In this exercise, every entry is to be transcribed exactly as written.

╭─ Stored data

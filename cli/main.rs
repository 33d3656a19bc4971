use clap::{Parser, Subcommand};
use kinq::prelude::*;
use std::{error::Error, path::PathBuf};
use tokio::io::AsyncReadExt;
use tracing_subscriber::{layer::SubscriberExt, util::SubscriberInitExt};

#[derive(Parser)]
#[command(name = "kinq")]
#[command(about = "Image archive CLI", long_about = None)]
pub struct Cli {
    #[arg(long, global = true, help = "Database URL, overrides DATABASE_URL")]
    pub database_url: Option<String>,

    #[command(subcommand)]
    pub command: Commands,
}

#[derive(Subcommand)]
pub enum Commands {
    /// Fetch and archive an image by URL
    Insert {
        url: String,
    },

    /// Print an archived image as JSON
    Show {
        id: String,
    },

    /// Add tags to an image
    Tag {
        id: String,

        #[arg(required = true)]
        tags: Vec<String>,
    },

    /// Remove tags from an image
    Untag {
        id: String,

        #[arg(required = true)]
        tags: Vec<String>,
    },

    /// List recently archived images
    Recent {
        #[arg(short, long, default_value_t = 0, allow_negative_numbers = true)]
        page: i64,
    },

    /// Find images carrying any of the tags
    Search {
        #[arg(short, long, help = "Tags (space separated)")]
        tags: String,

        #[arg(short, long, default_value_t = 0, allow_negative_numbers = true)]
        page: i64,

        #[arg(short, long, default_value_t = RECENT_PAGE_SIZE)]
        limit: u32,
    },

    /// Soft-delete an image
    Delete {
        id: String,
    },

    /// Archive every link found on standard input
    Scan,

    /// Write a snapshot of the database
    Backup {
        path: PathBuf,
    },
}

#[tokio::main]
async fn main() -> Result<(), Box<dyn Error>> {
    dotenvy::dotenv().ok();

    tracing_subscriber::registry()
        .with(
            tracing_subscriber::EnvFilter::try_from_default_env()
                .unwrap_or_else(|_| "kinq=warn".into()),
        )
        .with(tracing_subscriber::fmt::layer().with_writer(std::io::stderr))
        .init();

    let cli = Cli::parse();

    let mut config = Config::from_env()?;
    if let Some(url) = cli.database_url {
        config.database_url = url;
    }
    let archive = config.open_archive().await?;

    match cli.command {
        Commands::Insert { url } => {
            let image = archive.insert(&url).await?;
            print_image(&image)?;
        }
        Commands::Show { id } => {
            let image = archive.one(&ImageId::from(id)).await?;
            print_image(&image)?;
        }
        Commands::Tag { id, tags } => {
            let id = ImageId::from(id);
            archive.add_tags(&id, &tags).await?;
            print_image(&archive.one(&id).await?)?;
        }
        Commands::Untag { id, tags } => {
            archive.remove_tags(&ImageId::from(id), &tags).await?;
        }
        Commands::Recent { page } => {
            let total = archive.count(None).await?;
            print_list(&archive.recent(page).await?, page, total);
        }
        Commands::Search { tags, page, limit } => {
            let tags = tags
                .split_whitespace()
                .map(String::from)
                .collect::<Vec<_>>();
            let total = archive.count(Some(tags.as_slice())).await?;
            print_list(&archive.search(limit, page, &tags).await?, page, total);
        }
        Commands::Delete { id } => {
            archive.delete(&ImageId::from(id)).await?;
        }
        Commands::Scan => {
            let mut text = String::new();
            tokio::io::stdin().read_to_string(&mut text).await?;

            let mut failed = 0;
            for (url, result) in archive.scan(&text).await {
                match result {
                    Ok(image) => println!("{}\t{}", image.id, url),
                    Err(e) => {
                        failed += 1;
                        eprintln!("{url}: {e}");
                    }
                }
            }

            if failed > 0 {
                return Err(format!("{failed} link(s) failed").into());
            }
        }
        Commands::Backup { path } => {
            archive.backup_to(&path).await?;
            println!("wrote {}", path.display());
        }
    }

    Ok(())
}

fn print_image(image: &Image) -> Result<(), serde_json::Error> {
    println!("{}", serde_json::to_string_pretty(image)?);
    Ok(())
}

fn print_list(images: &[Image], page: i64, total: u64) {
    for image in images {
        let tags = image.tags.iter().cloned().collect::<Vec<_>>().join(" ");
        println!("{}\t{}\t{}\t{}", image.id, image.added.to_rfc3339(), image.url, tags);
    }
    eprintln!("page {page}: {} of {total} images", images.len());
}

╰─

▸ **Solution below**:
filename cli/main.rs
repository 33d3656a19bc4971
use clap::{Parser, Subcommand};
use kinq::prelude::*;
use std::{error::Error, path::PathBuf};
use tokio::io::AsyncReadExt;
use tracing_subscriber::{layer::SubscriberExt, util::SubscriberInitExt};

#[derive(Parser)]
#[command(name = "kinq")]
#[command(about = "Image archive CLI", long_about = None)]
pub struct Cli {
    #[arg(long, global = true, help = "Database URL, overrides DATABASE_URL")]
    pub database_url: Option<String>,

    #[command(subcommand)]
    pub command: Commands,
}

#[derive(Subcommand)]
pub enum Commands {
    /// Fetch and archive an image by URL
    Insert {
        url: String,
    },

    /// Print an archived image as JSON
    Show {
        id: String,
    },

    /// Add tags to an image
    Tag {
        id: String,

        #[arg(required = true)]
        tags: Vec<String>,
    },

    /// Remove tags from an image
    Untag {
        id: String,

        #[arg(required = true)]
        tags: Vec<String>,
    },

    /// List recently archived images
    Recent {
        #[arg(short, long, default_value_t = 0, allow_negative_numbers = true)]
        page: i64,
    },

    /// Find images carrying any of the tags
    Search {
        #[arg(short, long, help = "Tags (space separated)")]
        tags: String,

        #[arg(short, long, default_value_t = 0, allow_negative_numbers = true)]
        page: i64,

        #[arg(short, long, default_value_t = RECENT_PAGE_SIZE)]
        limit: u32,
    },

    /// Soft-delete an image
    Delete {
        id: String,
    },

    /// Archive every link found on standard input
    Scan,

    /// Write a snapshot of the database
    Backup {
        path: PathBuf,
    },
}

#[tokio::main]
async fn main() -> Result<(), Box<dyn Error>> {
    dotenvy::dotenv().ok();

    tracing_subscriber::registry()
        .with(
            tracing_subscriber::EnvFilter::try_from_default_env()
                .unwrap_or_else(|_| "kinq=warn".into()),
        )
        .with(tracing_subscriber::fmt::layer().with_writer(std::io::stderr))
        .init();

    let cli = Cli::parse();

    let mut config = Config::from_env()?;
    if let Some(url) = cli.database_url {
        config.database_url = url;
    }
    let archive = config.open_archive().await?;

    match cli.command {
        Commands::Insert { url } => {
            let image = archive.insert(&url).await?;
            print_image(&image)?;
        }
        Commands::Show { id } => {
            let image = archive.one(&ImageId::from(id)).await?;
            print_image(&image)?;
        }
        Commands::Tag { id, tags } => {
            let id = ImageId::from(id);
            archive.add_tags(&id, &tags).await?;
            print_image(&archive.one(&id).await?)?;
        }
        Commands::Untag { id, tags } => {
            archive.remove_tags(&ImageId::from(id), &tags).await?;
        }
        Commands::Recent { page } => {
            let total = archive.count(None).await?;
            print_list(&archive.recent(page).await?, page, total);
        }
        Commands::Search { tags, page, limit } => {
            let tags = tags
                .split_whitespace()
                .map(String::from)
                .collect::<Vec<_>>();
            let total = archive.count(Some(tags.as_slice())).await?;
            print_list(&archive.search(limit, page, &tags).await?, page, total);
        }
        Commands::Delete { id } => {
            archive.delete(&ImageId::from(id)).await?;
        }
        Commands::Scan => {
            let mut text = String::new();
            tokio::io::stdin().read_to_string(&mut text).await?;

            let mut failed = 0;
            for (url, result) in archive.scan(&text).await {
                match result {
                    Ok(image) => println!("{}\t{}", image.id, url),
                    Err(e) => {
                        failed += 1;
                        eprintln!("{url}: {e}");
                    }
                }
            }

            if failed > 0 {
                return Err(format!("{failed} link(s) failed").into());
            }
        }
        Commands::Backup { path } => {
            archive.backup_to(&path).await?;
            println!("wrote {}", path.display());
        }
    }

    Ok(())
}

fn print_image(image: &Image) -> Result<(), serde_json::Error> {
    println!("{}", serde_json::to_string_pretty(image)?);
    Ok(())
}

fn print_list(images: &[Image], page: i64, total: u64) {
    for image in images {
        let tags = image.tags.iter().cloned().collect::<Vec<_>>().join(" ");
        println!("{}\t{}\t{}\t{}", image.id, image.added.to_rfc3339(), image.url, tags);
    }
    eprintln!("page {page}: {} of {total} images", images.len());
}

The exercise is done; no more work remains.